Ukrainian troops kept a tenuous hold on the city of Bakhmut on Sunday amid an intense assault by Russian forces trying to surround the industrial city, which has come to symbolize Ukraine’s valiant fighting will.
Officials have warned that Ukrainian forces may need to withdraw, at least partially, to avoid being trapped in Bakhmut by the Russians, who were advancing on three sides in the months-long onslaught.
A Ukrainian retreat would mean falling back only a few kilometers from the small city in the eastern Donetsk province, which military experts say has little actual strategic value.
But Bakhmut has assumed huge symbolic importance.
The Russian effort to seize Bakhmut is led by the private Wagner mercenary group, whose chief, Yevgeniy Prigozhin, is looking for a victory after major defeats by Russia’s regular military.
Many of the fighters Wagner has sent into Bakhmut have been convicted criminals recruited directly from prison.
For Ukrainians, “Bakhmut Stands” has become a rallying motto, and President Volodymyr Zelenskyy has described the embattled city as “the fortress of our morale.”
The city itself is almost entirely destroyed, and nearly all of its 70,000 residents have fled.
Two civilians were killed in the past day, however, a local official said Sunday. On Saturday, a woman was killed and two men were badly wounded by shelling as they tried to cross a makeshift bridge out of the city.
Leaving Bakhmut by vehicle has become so dangerous amid the fierce fighting that residents were being forced to flee on foot, a Ukrainian army representative said.
Remaining residents were using a pontoon bridge set up by Ukrainian soldiers to help them escape, eyewitnesses reported.
According to Ukrainian reports, Russian forces were attacking Bakhmut with random artillery, mortar and rocket strikes.
The Institute for the Study of War, a Washington think tank, said on Saturday that Russian forces had not yet forced Ukrainian forces to withdraw and likely would not be able to encircle the city soon.
But it said Russian forces could be forcing Ukrainian troops to pull back from certain positions.

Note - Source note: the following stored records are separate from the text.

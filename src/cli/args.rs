//! Command line argument parsing for the phishguard CLI using clap.

use clap::{Parser, Subcommand, ValueEnum};
use serde::{Deserialize, Serialize};
use std::path::PathBuf;

/// Phishguard - lexical phishing URL detection
#[derive(Parser, Debug, Clone)]
#[command(name = "phishguard")]
#[command(about = "Classify URLs as phishing or legitimate from lexical features")]
#[command(version = env!("CARGO_PKG_VERSION"))]
#[command(long_about = None)]
pub struct PhishguardArgs {
    /// Verbosity level (0=quiet, 1=normal, 2=verbose, 3=debug)
    #[arg(short, long, action = clap::ArgAction::Count)]
    pub verbose: u8,

    /// Quiet mode (overrides verbose)
    #[arg(short, long)]
    pub quiet: bool,

    /// Output format
    #[arg(short = 'f', long = "format", default_value = "human")]
    pub output_format: OutputFormat,

    /// Pretty-print JSON output
    #[arg(long)]
    pub pretty: bool,

    /// Subcommand to execute
    #[command(subcommand)]
    pub command: Command,
}

impl PhishguardArgs {
    /// Get the effective verbosity level
    pub fn verbosity(&self) -> u8 {
        if self.quiet {
            0
        } else {
            match self.verbose {
                0 => 1, // Default to normal
                n => n,
            }
        }
    }
}

/// Available CLI commands
#[derive(Subcommand, Debug, Clone)]
pub enum Command {
    /// Train the scaler/classifier pair from a labeled dataset
    Train(TrainArgs),

    /// Classify a URL against persisted artifacts
    Predict(PredictArgs),

    /// Extract the feature vector for a URL
    Extract(ExtractArgs),

    /// Show metadata of persisted artifacts
    Stats(StatsArgs),

    /// Run the HTTP inference service
    Serve(ServeArgs),
}

/// Arguments for training
#[derive(Parser, Debug, Clone)]
pub struct TrainArgs {
    /// CSV dataset of labeled feature rows
    #[arg(value_name = "DATASET")]
    pub dataset: PathBuf,

    /// Directory to write the fitted artifacts to
    #[arg(short, long, default_value = "models")]
    pub artifacts_dir: PathBuf,

    /// Held-out share of the dataset
    #[arg(long, default_value = "0.2")]
    pub test_size: f64,

    /// Seed for the split and the forest
    #[arg(long, default_value = "42")]
    pub seed: u64,

    /// Number of trees in the forest
    #[arg(long, default_value = "100")]
    pub trees: usize,

    /// Maximum tree depth (default: grow until purity)
    #[arg(long)]
    pub max_depth: Option<usize>,
}

/// Arguments for single-URL prediction
#[derive(Parser, Debug, Clone)]
pub struct PredictArgs {
    /// URL to classify
    #[arg(value_name = "URL")]
    pub url: String,

    /// Directory holding the fitted artifacts
    #[arg(short, long, default_value = "models")]
    pub artifacts_dir: PathBuf,
}

/// Arguments for feature extraction
#[derive(Parser, Debug, Clone)]
pub struct ExtractArgs {
    /// URL to extract features from
    #[arg(value_name = "URL")]
    pub url: String,
}

/// Arguments for artifact inspection
#[derive(Parser, Debug, Clone)]
pub struct StatsArgs {
    /// Directory holding the fitted artifacts
    #[arg(short, long, default_value = "models")]
    pub artifacts_dir: PathBuf,
}

/// Arguments for the HTTP service
#[derive(Parser, Debug, Clone)]
pub struct ServeArgs {
    /// Directory holding the fitted artifacts
    #[arg(short, long, default_value = "models")]
    pub artifacts_dir: PathBuf,

    /// Address to bind
    #[arg(long, default_value = "127.0.0.1")]
    pub host: String,

    /// Port to bind
    #[arg(short, long, default_value = "5000")]
    pub port: u16,
}

/// Output formats for CLI
#[derive(ValueEnum, Debug, Clone, Serialize, Deserialize)]
#[serde(rename_all = "lowercase")]
pub enum OutputFormat {
    /// Human-readable output
    Human,
    /// JSON output
    Json,
}

#[cfg(test)]
mod tests {
    use super::*;
    use clap::Parser;

    #[test]
    fn test_train_command() {
        let args = PhishguardArgs::try_parse_from([
            "phishguard",
            "train",
            "data/phishing_urls.csv",
            "--artifacts-dir",
            "out/models",
            "--seed",
            "7",
            "--trees",
            "50",
        ])
        .unwrap();

        if let Command::Train(train_args) = args.command {
            assert_eq!(train_args.dataset, PathBuf::from("data/phishing_urls.csv"));
            assert_eq!(train_args.artifacts_dir, PathBuf::from("out/models"));
            assert_eq!(train_args.seed, 7);
            assert_eq!(train_args.trees, 50);
            assert_eq!(train_args.test_size, 0.2);
            assert_eq!(train_args.max_depth, None);
        } else {
            panic!("Expected Train command");
        }
    }

    #[test]
    fn test_predict_command() {
        let args =
            PhishguardArgs::try_parse_from(["phishguard", "predict", "http://bit.ly/abc"]).unwrap();

        if let Command::Predict(predict_args) = args.command {
            assert_eq!(predict_args.url, "http://bit.ly/abc");
            assert_eq!(predict_args.artifacts_dir, PathBuf::from("models"));
        } else {
            panic!("Expected Predict command");
        }
    }

    #[test]
    fn test_serve_command_defaults() {
        let args = PhishguardArgs::try_parse_from(["phishguard", "serve"]).unwrap();

        if let Command::Serve(serve_args) = args.command {
            assert_eq!(serve_args.host, "127.0.0.1");
            assert_eq!(serve_args.port, 5000);
        } else {
            panic!("Expected Serve command");
        }
    }

    #[test]
    fn test_verbosity_levels() {
        let args = PhishguardArgs::try_parse_from(["phishguard", "extract", "x"]).unwrap();
        assert_eq!(args.verbosity(), 1);

        let args = PhishguardArgs::try_parse_from(["phishguard", "-vv", "extract", "x"]).unwrap();
        assert_eq!(args.verbosity(), 2);

        let args =
            PhishguardArgs::try_parse_from(["phishguard", "--quiet", "extract", "x"]).unwrap();
        assert_eq!(args.verbosity(), 0);
    }

    #[test]
    fn test_output_format() {
        let args =
            PhishguardArgs::try_parse_from(["phishguard", "--format", "json", "extract", "x"])
                .unwrap();
        assert!(matches!(args.output_format, OutputFormat::Json));
    }
}
//! The end-to-end training pipeline.

use std::path::PathBuf;

use serde::{Deserialize, Serialize};
use tracing::info;

use crate::error::Result;
use crate::model::artifacts::{ModelMetadata, save_artifacts};
use crate::model::forest::{ForestConfig, RandomForestClassifier};
use crate::model::scaler::StandardScaler;
use crate::training::dataset::Dataset;
use crate::training::metrics::EvaluationReport;
use crate::training::split::stratified_split;

/// Configuration for a training run.
#[derive(Debug, Clone, Serialize, Deserialize)]
pub struct TrainingConfig {
    /// CSV dataset of labeled feature rows.
    pub dataset_path: PathBuf,
    /// Directory the fitted artifacts are written to.
    pub artifacts_dir: PathBuf,
    /// Held-out share of the dataset.
    pub test_size: f64,
    /// Seed for the split and the forest.
    pub seed: u64,
    /// Number of trees in the forest.
    pub n_trees: usize,
    /// Maximum tree depth; `None` grows until purity.
    pub max_depth: Option<usize>,
}

impl TrainingConfig {
    /// Config with the standard 80/20 split, seed 42, and 100 trees.
    pub fn new(dataset_path: PathBuf, artifacts_dir: PathBuf) -> Self {
        Self {
            dataset_path,
            artifacts_dir,
            test_size: 0.2,
            seed: 42,
            n_trees: 100,
            max_depth: None,
        }
    }
}

/// Outcome of a completed training run.
#[derive(Debug, Clone, Serialize, Deserialize)]
pub struct TrainingReport {
    pub training_examples: usize,
    pub test_examples: usize,
    pub evaluation: EvaluationReport,
    pub artifacts_dir: PathBuf,
}

/// Run the pipeline: load, split, fit, evaluate, persist.
///
/// Any failure aborts the run before anything is written; artifacts only
/// appear once both fits and the evaluation have succeeded.
pub fn train(config: &TrainingConfig) -> Result<TrainingReport> {
    info!(dataset = %config.dataset_path.display(), "loading dataset");
    let dataset = Dataset::load_csv(&config.dataset_path)?;
    info!(examples = dataset.len(), "dataset loaded");

    let (train_set, test_set) =
        stratified_split(&dataset.examples, config.test_size, config.seed)?;
    info!(train = train_set.len(), test = test_set.len(), "dataset split");

    let train_features: Vec<Vec<f64>> = train_set
        .iter()
        .map(|example| example.features.to_f64_array().to_vec())
        .collect();
    let train_labels: Vec<i8> = train_set.iter().map(|example| example.label).collect();
    let test_features: Vec<Vec<f64>> = test_set
        .iter()
        .map(|example| example.features.to_f64_array().to_vec())
        .collect();
    let test_labels: Vec<i8> = test_set.iter().map(|example| example.label).collect();

    // The scaler sees only the training split; the held-out rows go through
    // the already-fitted transform.
    let mut scaler = StandardScaler::new();
    scaler.fit(&train_features)?;
    let train_scaled = scaler.transform_matrix(&train_features)?;
    let test_scaled = scaler.transform_matrix(&test_features)?;

    let mut forest = RandomForestClassifier::new(ForestConfig {
        n_trees: config.n_trees,
        max_depth: config.max_depth,
        min_samples_split: 2,
        seed: config.seed,
    });
    info!(trees = config.n_trees, "fitting random forest");
    forest.fit(&train_scaled, &train_labels)?;

    let predictions: Vec<i8> = test_scaled
        .iter()
        .map(|row| forest.predict(row))
        .collect::<Result<_>>()?;
    let evaluation = EvaluationReport::compute(&predictions, &test_labels);
    info!(accuracy = evaluation.accuracy, "held-out evaluation complete");

    let metadata = ModelMetadata {
        name: "phishguard".to_string(),
        version: crate::VERSION.to_string(),
        trained_at: chrono::Utc::now(),
        training_examples: train_set.len(),
        test_examples: test_set.len(),
        validation_metrics: [
            ("accuracy".to_string(), evaluation.accuracy),
            ("phishing_precision".to_string(), evaluation.phishing.precision),
            ("phishing_recall".to_string(), evaluation.phishing.recall),
            ("phishing_f1".to_string(), evaluation.phishing.f1),
            (
                "legitimate_precision".to_string(),
                evaluation.legitimate.precision,
            ),
            ("legitimate_recall".to_string(), evaluation.legitimate.recall),
            ("legitimate_f1".to_string(), evaluation.legitimate.f1),
        ]
        .into_iter()
        .collect(),
    };

    save_artifacts(&config.artifacts_dir, &scaler, &forest, &metadata)?;
    info!(dir = %config.artifacts_dir.display(), "artifacts persisted");

    Ok(TrainingReport {
        training_examples: train_set.len(),
        test_examples: test_set.len(),
        evaluation,
        artifacts_dir: config.artifacts_dir.clone(),
    })
}

#[cfg(test)]
mod tests {
    use std::fs;

    use super::*;
    use crate::features::vector::{FEATURE_COLUMNS, FEATURE_COUNT};
    use crate::scorer::{Label, Scorer};
    use crate::training::dataset::LABEL_COLUMN;

    /// A clean synthetic dataset where `uses_shortener` and `url_length`
    /// jointly determine the label.
    fn write_dataset(path: &std::path::Path, rows_per_class: usize) {
        let mut csv = format!("{},{}\n", FEATURE_COLUMNS.join(","), LABEL_COLUMN);
        for index in 0..rows_per_class {
            let mut phishy = [1i8; FEATURE_COUNT];
            phishy[2] = -1; // uses_shortener
            phishy[1] = if index % 2 == 0 { 1 } else { 0 }; // url_length
            let cells: Vec<String> = phishy.iter().map(|v| v.to_string()).collect();
            csv.push_str(&format!("{},-1\n", cells.join(",")));

            let mut benign = [1i8; FEATURE_COUNT];
            benign[1] = -1;
            let cells: Vec<String> = benign.iter().map(|v| v.to_string()).collect();
            csv.push_str(&format!("{},1\n", cells.join(",")));
        }
        fs::write(path, csv).unwrap();
    }

    fn config(dir: &std::path::Path, seed: u64) -> TrainingConfig {
        TrainingConfig {
            dataset_path: dir.join("dataset.csv"),
            artifacts_dir: dir.join("models"),
            test_size: 0.2,
            seed,
            n_trees: 20,
            max_depth: None,
        }
    }

    #[test]
    fn test_pipeline_end_to_end() {
        let dir = tempfile::tempdir().unwrap();
        write_dataset(&dir.path().join("dataset.csv"), 40);

        let report = train(&config(dir.path(), 42)).unwrap();
        assert_eq!(report.training_examples + report.test_examples, 80);
        assert!(report.evaluation.accuracy >= 0.9);

        // The persisted pair loads and separates the two training modes.
        let scorer = Scorer::load(&dir.path().join("models")).unwrap();
        let mut shortener = crate::features::vector::FeatureVector::from_array([1; FEATURE_COUNT]);
        shortener.uses_shortener = -1;
        assert_eq!(scorer.classify(&shortener).unwrap().label, Label::Phishing);

        let mut benign = crate::features::vector::FeatureVector::from_array([1; FEATURE_COUNT]);
        benign.url_length = -1;
        assert_eq!(scorer.classify(&benign).unwrap().label, Label::Legitimate);
    }

    #[test]
    fn test_fixed_seed_is_reproducible() {
        let dir = tempfile::tempdir().unwrap();
        write_dataset(&dir.path().join("dataset.csv"), 30);

        let first = train(&config(dir.path(), 42)).unwrap();
        let first_scaler = fs::read_to_string(dir.path().join("models/scaler.json")).unwrap();

        let second = train(&config(dir.path(), 42)).unwrap();
        let second_scaler = fs::read_to_string(dir.path().join("models/scaler.json")).unwrap();

        assert_eq!(first_scaler, second_scaler);
        assert_eq!(first.evaluation, second.evaluation);
    }

    #[test]
    fn test_missing_dataset_aborts_without_artifacts() {
        let dir = tempfile::tempdir().unwrap();
        let result = train(&config(dir.path(), 42));
        assert!(result.is_err());
        assert!(!dir.path().join("models").exists());
    }

    #[test]
    fn test_bad_dataset_aborts_without_artifacts() {
        let dir = tempfile::tempdir().unwrap();
        fs::write(dir.path().join("dataset.csv"), "not,a,real,header\n1,2,3,4\n").unwrap();

        assert!(train(&config(dir.path(), 42)).is_err());
        assert!(!dir.path().join("models").exists());
    }
}
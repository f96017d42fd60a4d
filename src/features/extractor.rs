//! Lexical feature extraction from raw URL strings.

use tracing::warn;
use url::Url;

use crate::features::domain::{DomainSplitter, PslSplitter, is_ipv4_literal};
use crate::features::vector::FeatureVector;

/// Configuration for the feature extractor.
#[derive(Debug, Clone)]
pub struct ExtractorConfig {
    /// Hostnames matching any of these substrings are flagged as URL
    /// shorteners.
    pub shortener_domains: Vec<String>,
}

impl Default for ExtractorConfig {
    fn default() -> Self {
        Self {
            shortener_domains: vec![
                "bit.ly".to_string(),
                "goo.gl".to_string(),
                "t.co".to_string(),
            ],
        }
    }
}

/// Maps a raw URL string to a [`FeatureVector`].
///
/// Extraction is total: any string input produces a vector. Unparsable
/// input degrades to [`FeatureVector::default`] with a logged warning
/// rather than an error.
///
/// The per-field rules and their sign conventions are the contract the
/// persisted classifier was trained against; see [`FeatureVector`] for the
/// convention and its deliberate asymmetry.
pub struct UrlFeatureExtractor {
    config: ExtractorConfig,
    splitter: Box<dyn DomainSplitter>,
}

impl Default for UrlFeatureExtractor {
    fn default() -> Self {
        Self::new()
    }
}

impl UrlFeatureExtractor {
    /// Create an extractor with the default configuration and the
    /// public-suffix-list splitter.
    pub fn new() -> Self {
        Self::with_config(ExtractorConfig::default())
    }

    /// Create an extractor with a custom configuration.
    pub fn with_config(config: ExtractorConfig) -> Self {
        Self {
            config,
            splitter: Box::new(PslSplitter::new()),
        }
    }

    /// Create an extractor with a custom domain splitter.
    pub fn with_splitter(config: ExtractorConfig, splitter: Box<dyn DomainSplitter>) -> Self {
        Self { config, splitter }
    }

    /// Extract the feature vector for a URL.
    ///
    /// The URL is normalized first: inputs without an `http://`, `https://`,
    /// or `ftp://` prefix get `http://` prepended, and every whole-string
    /// feature (length, `@`, `//`, `mailto:`) is computed on the normalized
    /// form.
    pub fn extract(&self, url: &str) -> FeatureVector {
        let normalized = normalize_scheme(url);

        let parsed = match Url::parse(&normalized) {
            Ok(parsed) => parsed,
            Err(error) => {
                warn!(url, %error, "could not parse URL, returning default feature vector");
                return FeatureVector::default();
            }
        };

        let hostname = parsed.host_str().unwrap_or("");
        let parts = self.splitter.split(hostname);

        let subdomain_complexity = if parts.subdomain.is_empty() {
            -1
        } else if parts.subdomain.split('.').count() <= 2 {
            0
        } else {
            1
        };

        FeatureVector {
            has_ip_address: if is_ipv4_literal(hostname) { -1 } else { 1 },
            url_length: match normalized.len() {
                54..=75 => 0,
                length if length > 75 => 1,
                _ => -1,
            },
            uses_shortener: if self
                .config
                .shortener_domains
                .iter()
                .any(|shortener| hostname.contains(shortener.as_str()))
            {
                -1
            } else {
                1
            },
            has_at_symbol: if normalized.contains('@') { -1 } else { 1 },
            // 7 is the length of "http://"; a "//" past that point marks a
            // redirect-style URL.
            has_double_slash_redirect: match normalized.rfind("//") {
                Some(index) if index > 7 => -1,
                _ => 1,
            },
            has_prefix_suffix_hyphen: if parts.domain.contains('-') { -1 } else { 1 },
            subdomain_complexity,
            // The hostname, not the scheme: "https://" in front of a clean
            // hostname stays benign.
            https_in_domain_token: if hostname.contains("https") { -1 } else { 1 },
            nonstandard_port: match parsed.port() {
                Some(port) if port != 80 && port != 443 => -1,
                _ => 1,
            },
            submits_to_email: if normalized.contains("mailto:") { -1 } else { 1 },
            abnormal_structure: if hostname.contains(parts.domain.as_str()) {
                1
            } else {
                -1
            },
        }
    }
}

/// Prepend `http://` when the input lacks a recognized scheme prefix.
fn normalize_scheme(url: &str) -> String {
    if url.starts_with("http://") || url.starts_with("https://") || url.starts_with("ftp://") {
        url.to_string()
    } else {
        format!("http://{url}")
    }
}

Noting Russian advances on the northern side of Bakhmut, Ukraine’s positions are “under increasingly severe pressure,” Britain’s Defense Ministry said over the weekend.
Although Prigozhin has claimed that Wagner soldiers have “practically surrounded” Bakhmut, he complained in a video circulated over the weekend about a shortage of ammunition and said a Russian retreat from Bakhmut would mean “the entire front will collapse.”
A Russian victory would strengthen Russian President Vladimir Putin’s control over the four eastern regions of Donetsk, Luhansk, Zaporizhzhia and Kherson that Russia has illegally declared as annexed.
In a village in Kherson, a woman and two children were killed in an attack on a residential building, Ukrainian officials said.
Last week, Russia declared Melitopol to be the new capital of Zaporizhzhia — after failing to capture the actual regional capital of Zaporizhzhia city.
A Russian missile strike on an apartment building last Thursday left 13 people dead in the city of Zaporizhzhia. Among the dead was a child, authorities said.
Russian shelling on Saturday killed two people elsewhere in the Zaporizhzhia region, near its nuclear power plant.
Elsewhere, Russian shelling killed a 65-year-old man in the northern province of Kharkiv, less than 20 miles from the Russian border, the regional governor said Sunday.
Also on Sunday, Turkish Foreign Minister Mevlut Cavusoglu said Turkey was involved in “intense efforts” to extend a deal that has allowed Ukraine to export grain from its Black Sea ports.
The deal, brokered by the United Nations and Turkey last July and extended in November, has helped slow rising global food prices and allowed shipments to impoverished areas desperately in need of grain. It is due to expire on March 18.
Russia has put the possibility of an extension in jeopardy after complaining that its exports of agricultural products and fertilizer have been restricted. Those Russian exports have not been specifically sanctioned by the West, but Russia says it is hampered by issues of logistics, payments and insurance.